Foundation, verify the pair
3.1 Is (2, 3) a solution of x + y = 5 and y = 2x − 1? Show both checks. 2 marks
3.2 Is (5, 0) a solution of x + y = 5 and x − y = 4? 2 marks
3.3 Two lines on a graph intersect at the point (−1, 4). State the solution of the simultaneous equations they represent. 1 mark
Standard, classify the system
3.4 Lines y = 2x + 1 and y = 2x − 3 are graphed on the same axes. State how many solutions the system has and explain in one sentence. 2 marks
3.5 Lines y = x + 2 and 2y = 2x + 4 are graphed on the same axes. State how many solutions the system has and explain why. 2 marks
3.6 Lines y = 3x − 2 and y = −x + 6 have different gradients. Without graphing, state how many solutions the system has and explain in one sentence. 2 marks
Extension, set up two equations from words
3.7 At the canteen, 1 sandwich plus 2 drinks costs $9, and 1 sandwich plus 1 drink costs $7. Let s = price of a sandwich and d = price of a drink. Write the TWO equations, do not solve. 2 marks
3.8 The sum of two numbers is 14 and their difference is 4. Let the bigger number be x and the smaller be y. Write two equations relating x and y, then check that (9, 5) satisfies both. 3 marks
How did this worksheet feel?
What I'll revisit before next class:
Section 2, We do (4, 1)
Step 1: LHS = 4 + 1 = 5. RHS = 5. LHS = RHS ( ✓ ).
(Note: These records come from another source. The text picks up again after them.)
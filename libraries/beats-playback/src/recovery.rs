//! Bounded recovery from platform-forced pauses
//!
//! Mobile platforms may pause a background video element used for audio even
//! though the user never asked for it. The policy allows exactly one automatic
//! re-assert of play per pause event, after a short fixed delay:
//!
//! ```text
//! Armed --pause--> Scheduled --due--> Attempted --progress--> Armed
//!                     |                   |
//!                   pause (ignored)     pause --> give up
//! ```
//!
//! Any user-initiated transition re-arms the policy and invalidates
//! outstanding tickets.

use std::time::Duration;

/// A scheduled recovery attempt
///
/// The host waits `delay`, then hands the ticket back to the controller.
#[derive(Debug, Clone, Copy, PartialEq, Eq)]
pub struct RecoveryTicket {
    generation: u64,
    delay: Duration,
}

impl RecoveryTicket {
    /// How long to wait before the attempt
    pub fn delay(&self) -> Duration {
        self.delay
    }
}

/// Decision for a forced pause
#[derive(Debug, Clone, Copy, PartialEq, Eq)]
pub enum PauseOutcome {
    /// Schedule one attempt
    Schedule(RecoveryTicket),
    /// An attempt is already pending for this pause event
    AlreadyScheduled,
    /// The attempt was made and playback paused again
    GiveUp,
}

#[derive(Debug, Clone, Copy, PartialEq, Eq)]
enum Phase {
    Armed,
    Scheduled(u64),
    Attempted,
}

/// Single-shot pause recovery policy
#[derive(Debug, Clone)]
pub struct PauseRecovery {
    delay: Duration,
    generation: u64,
    phase: Phase,
}

impl PauseRecovery {
    /// Create a policy with a fixed attempt delay
    pub fn new(delay: Duration) -> Self {
        Self {
            delay,
            generation: 0,
            phase: Phase::Armed,
        }
    }

    /// Delay used for attempts
    pub fn delay(&self) -> Duration {
        self.delay
    }

    /// The widget paused while the intent is to play
    pub fn on_forced_pause(&mut self) -> PauseOutcome {
        match self.phase {
            Phase::Armed => {
                self.generation += 1;
                self.phase = Phase::Scheduled(self.generation);
                PauseOutcome::Schedule(RecoveryTicket {
                    generation: self.generation,
                    delay: self.delay,
                })
            }
            Phase::Scheduled(_) => PauseOutcome::AlreadyScheduled,
            Phase::Attempted => {
                self.phase = Phase::Armed;
                PauseOutcome::GiveUp
            }
        }
    }

    /// The ticket's delay elapsed
    ///
    /// Returns `true` exactly once per scheduled ticket, and never for a
    /// ticket invalidated by [`reset`](Self::reset).
    pub fn take_due(&mut self, ticket: RecoveryTicket) -> bool {
        if self.phase == Phase::Scheduled(ticket.generation) {
            self.phase = Phase::Attempted;
            true
        } else {
            false
        }
    }

    /// Playback was observed advancing again
    pub fn on_resumed(&mut self) {
        if self.phase == Phase::Attempted {
            self.phase = Phase::Armed;
        }
    }

    /// A user transition happened; forget any pending attempt
    pub fn reset(&mut self) {
        self.generation += 1;
        self.phase = Phase::Armed;
    }

    /// Check whether an attempt is waiting for its delay
    pub fn is_scheduled(&self) -> bool {
        matches!(self.phase, Phase::Scheduled(_))
    }
}
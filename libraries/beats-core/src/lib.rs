//! Beats Core
//!
//! Platform-agnostic core types, traits, and error handling for Beats.
//!
//! This crate provides the foundational building blocks shared by the
//! storage, playback, and search-client libraries.
//!
//! # Architecture
//!
//! The core crate defines:
//! - **Domain Types**: `Track`, `TrackId`, `Collection`
//! - **Core Traits**: `KeyValueStore` (durable local storage)
//! - **Error Handling**: Unified `BeatsError` and `Result` types
//!
//! # Example
//!
//! ```rust
//! use beats_core::types::{Collection, Track};
//!
//! let track = Track::new("dQw4w9WgXcQ", "Some Song", "https://i.ytimg.com/vi/dQw4w9WgXcQ/mqdefault.jpg")?;
//!
//! let mut road_trip = Collection::new("Road Trip");
//! assert!(road_trip.push(track.clone()));
//! assert!(!road_trip.push(track));
//! assert_eq!(road_trip.len(), 1);
//! # Ok::<(), beats_core::BeatsError>(())
//! ```

#![forbid(unsafe_code)]
#![warn(missing_docs)]

pub mod error;
pub mod storage;
pub mod traits;
pub mod types;

// Re-export commonly used types
pub use error::{BeatsError, Result};
pub use storage::{FileKeyValueStore, MemoryKeyValueStore};
pub use traits::KeyValueStore;
pub use types::{Collection, Track, TrackId};
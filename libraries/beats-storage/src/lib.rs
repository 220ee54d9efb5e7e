//! Beats Storage
//!
//! Named collections (playlists) persisted to durable local storage.
//!
//! The store always contains the reserved favorites collection. Every
//! mutation is written through to the backing [`KeyValueStore`] before the
//! call returns, so a reload right after a mutation never loses it.
//!
//! # Example
//!
//! ```rust
//! use beats_core::{MemoryKeyValueStore, Track};
//! use beats_storage::{CollectionStore, FAVORITES};
//!
//! let mut store = CollectionStore::load(MemoryKeyValueStore::new());
//! store.create_collection("Road Trip")?;
//!
//! let track = Track::new("v1", "Song", "").unwrap();
//! store.add_track("Road Trip", track.clone())?;
//! assert!(store.toggle_favorite(&track)?);
//!
//! assert_eq!(store.list_collection_names(), vec![FAVORITES, "Road Trip"]);
//! # Ok::<(), beats_storage::StorageError>(())
//! ```
//!
//! [`KeyValueStore`]: beats_core::KeyValueStore

mod collections;
mod error;
mod snapshot;

pub use collections::{CollectionStore, FAVORITES, LEGACY_FAVORITES, STORAGE_KEY};
pub use error::{Result, StorageError};
pub use snapshot::{deserialize_collections, serialize_collections};
/// Track domain type
use crate::error::{BeatsError, Result};
use crate::types::TrackId;
use serde::{Deserialize, Serialize};
use std::hash::{Hash, Hasher};

/// Title used when an API record carries none
pub const UNTITLED: &str = "Untitled";

/// One playable item
///
/// Immutable once constructed. Equality and hashing consider the `id` only:
/// the same video fetched from different endpoints may carry a different
/// title or thumbnail.
#[derive(Debug, Clone, Serialize, Deserialize)]
#[serde(try_from = "TrackRecord")]
pub struct Track {
    id: TrackId,
    title: String,
    artwork_url: String,
}

/// Wire form of a track, validated into [`Track`] on deserialization.
///
/// Accepts the legacy `img` field name for the artwork URL.
#[derive(Deserialize)]
struct TrackRecord {
    id: String,
    #[serde(default)]
    title: Option<String>,
    #[serde(default, alias = "img")]
    artwork_url: Option<String>,
}

impl TryFrom<TrackRecord> for Track {
    type Error = BeatsError;

    fn try_from(record: TrackRecord) -> Result<Self> {
        Track::from_parts(
            record.id,
            record.title.unwrap_or_default(),
            record.artwork_url.unwrap_or_default(),
        )
    }
}

impl Track {
    /// Create a track
    ///
    /// # Errors
    /// Returns `InvalidTrack` if `id` is blank
    pub fn new(
        id: impl Into<String>,
        title: impl Into<String>,
        artwork_url: impl Into<String>,
    ) -> Result<Self> {
        Self::from_parts(id.into(), title.into(), artwork_url.into())
    }

    /// Build a track from possibly incomplete API fields
    ///
    /// A missing id is rejected; a missing title becomes [`UNTITLED`] and a
    /// missing artwork URL becomes empty.
    pub fn from_api(
        id: Option<&str>,
        title: Option<&str>,
        artwork_url: Option<&str>,
    ) -> Result<Self> {
        let id = id.ok_or_else(|| BeatsError::InvalidTrack("missing id".to_string()))?;
        Self::from_parts(
            id.to_string(),
            title.unwrap_or_default().to_string(),
            artwork_url.unwrap_or_default().to_string(),
        )
    }

    fn from_parts(id: String, title: String, artwork_url: String) -> Result<Self> {
        let id = id.trim();
        if id.is_empty() {
            return Err(BeatsError::InvalidTrack("blank id".to_string()));
        }

        let title = title.trim();
        let title = if title.is_empty() { UNTITLED } else { title };

        Ok(Self {
            id: TrackId::new(id),
            title: title.to_string(),
            artwork_url: artwork_url.trim().to_string(),
        })
    }

    /// Track identifier
    pub fn id(&self) -> &TrackId {
        &self.id
    }

    /// Display title
    pub fn title(&self) -> &str {
        &self.title
    }

    /// Artwork (thumbnail) URL, possibly empty
    pub fn artwork_url(&self) -> &str {
        &self.artwork_url
    }
}

impl PartialEq for Track {
    fn eq(&self, other: &Self) -> bool {
        self.id == other.id
    }
}

impl Eq for Track {}

impl Hash for Track {
    fn hash<H: Hasher>(&self, state: &mut H) {
        self.id.hash(state);
    }
}
//! Beats CLI Library
//!
//! Terminal front-end for Beats: configuration, host adapters, application
//! state, and the interactive shell.
//!
//! This library exposes the core components for testing purposes.

pub mod config;
pub mod error;
pub mod host;
pub mod shell;
pub mod state;

// Re-export commonly used types for convenience
pub use config::BeatsConfig;
pub use error::{CliError, Result};
pub use host::{TerminalMediaSession, TerminalWidget};
pub use shell::Command;
pub use state::{AppState, Feeds};
#[cfg(test)]
mod tests {
    use super::*;
    use crate::error::Result;
    use beats_core::TrackId;

    #[derive(Default)]
    struct NullWidget;

    impl PlaybackWidget for NullWidget {
        fn load(&mut self, _target: &TrackId, _options: WidgetOptions) -> Result<()> {
            Ok(())
        }
        fn set_playing(&mut self, _playing: bool) -> Result<()> {
            Ok(())
        }
        fn stop(&mut self) -> Result<()> {
            Ok(())
        }
    }

    #[derive(Default)]
    struct NullSession;

    impl MediaSession for NullSession {
        fn set_metadata(&mut self, _metadata: &MediaMetadata) -> Result<()> {
            Ok(())
        }
        fn set_actions(&mut self, _actions: &[MediaAction]) -> Result<()> {
            Ok(())
        }
        fn set_playback(&mut self, _playing: bool) -> Result<()> {
            Ok(())
        }
        fn clear(&mut self) -> Result<()> {
            Ok(())
        }
    }

    fn controller() -> PlaybackController<NullWidget, NullSession> {
        PlaybackController::new(NullWidget, NullSession, ControllerConfig::default())
    }

    fn track(id: &str) -> Track {
        Track::new(id, id, "").unwrap()
    }

    #[test]
    fn starts_idle() {
        let controller = controller();
        assert_eq!(controller.state(), PlaybackState::Idle);
        assert!(controller.current_track().is_none());
        assert!(!controller.is_playing());
    }

    #[test]
    fn toggle_without_track_is_noop() {
        let mut controller = controller();
        controller.toggle_pause();
        assert!(!controller.is_playing());
        assert!(!controller.has_pending_events());
    }

    #[test]
    fn progress_is_clamped() {
        let mut controller = controller();
        controller.play(track("a"));

        controller.on_widget_progress(1.7, -4.0);
        assert_eq!(controller.played_fraction(), 1.0);
        assert_eq!(controller.duration_seconds(), 0.0);

        controller.on_widget_progress(f64::NAN, f64::INFINITY);
        assert_eq!(controller.played_fraction(), 0.0);
        assert_eq!(controller.duration_seconds(), 0.0);
    }

    #[test]
    fn progress_while_idle_is_ignored() {
        let mut controller = controller();
        controller.on_widget_progress(0.5, 200.0);
        assert_eq!(controller.played_fraction(), 0.0);
    }

    #[test]
    fn recovery_delay_is_clamped() {
        let config = ControllerConfig {
            recovery_delay: std::time::Duration::from_secs(5),
            ..ControllerConfig::default()
        };
        let controller = PlaybackController::new(NullWidget, NullSession, config);
        assert_eq!(controller.config().recovery_delay, MAX_RECOVERY_DELAY);
    }

    #[test]
    fn play_resets_progress() {
        let mut controller = controller();
        controller.play(track("a"));
        controller.on_widget_progress(0.8, 240.0);

        controller.play(track("b"));
        assert_eq!(controller.played_fraction(), 0.0);
        assert_eq!(controller.duration_seconds(), 0.0);
        assert_eq!(controller.state(), PlaybackState::Loading);
    }
}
Step 2: LHS = 2(4) − 1 = 8 − 1 = 7. RHS = 7. LHS = RHS ( ✓ ).
Step 3: Pair satisfies both equations, so it is the solution.
3.1, (2, 3)
Eq 1: 2 + 3 = 5 ✓. Eq 2: y = 2x − 1 → 3 = 2(2) − 1 = 3 ✓. Both pass → YES, (2, 3) is a solution.
3.2, (5, 0)
Eq 1: 5 + 0 = 5 ✓. Eq 2: 5 − 0 = 5, but RHS = 4. 5 ≠ 4 ✗. NOT a solution Eq 2 fails.
3.3, Intersection at (−1, 4)
The solution is read straight off the intersection: x = −1, y = 4.
3.4, y = 2x + 1 and y = 2x − 3
No solutions. Same gradient (m = 2) but different y-intercepts → the lines are parallel and never cross.
3.5, y = x + 2 and 2y = 2x + 4
Infinite solutions. Divide the second equation by 2: y = x + 2, the SAME line as the first. Every point on the line satisfies both equations.
3.6, y = 3x − 2 and y = −x + 6
Exactly one solution. Different gradients (3 vs −1) mean the lines must cross at exactly one point.
3.7, Canteen prices
Eq 1: s + 2d = 9. Eq 2: s + d = 7.
3.8, Sum 14, difference 4
Eq 1: x + y = 14. Eq 2: x − y = 4.
Check (9, 5): Eq 1: 9 + 5 = 14 ✓. Eq 2: 9 − 5 = 4 ✓. (9, 5) IS the solution.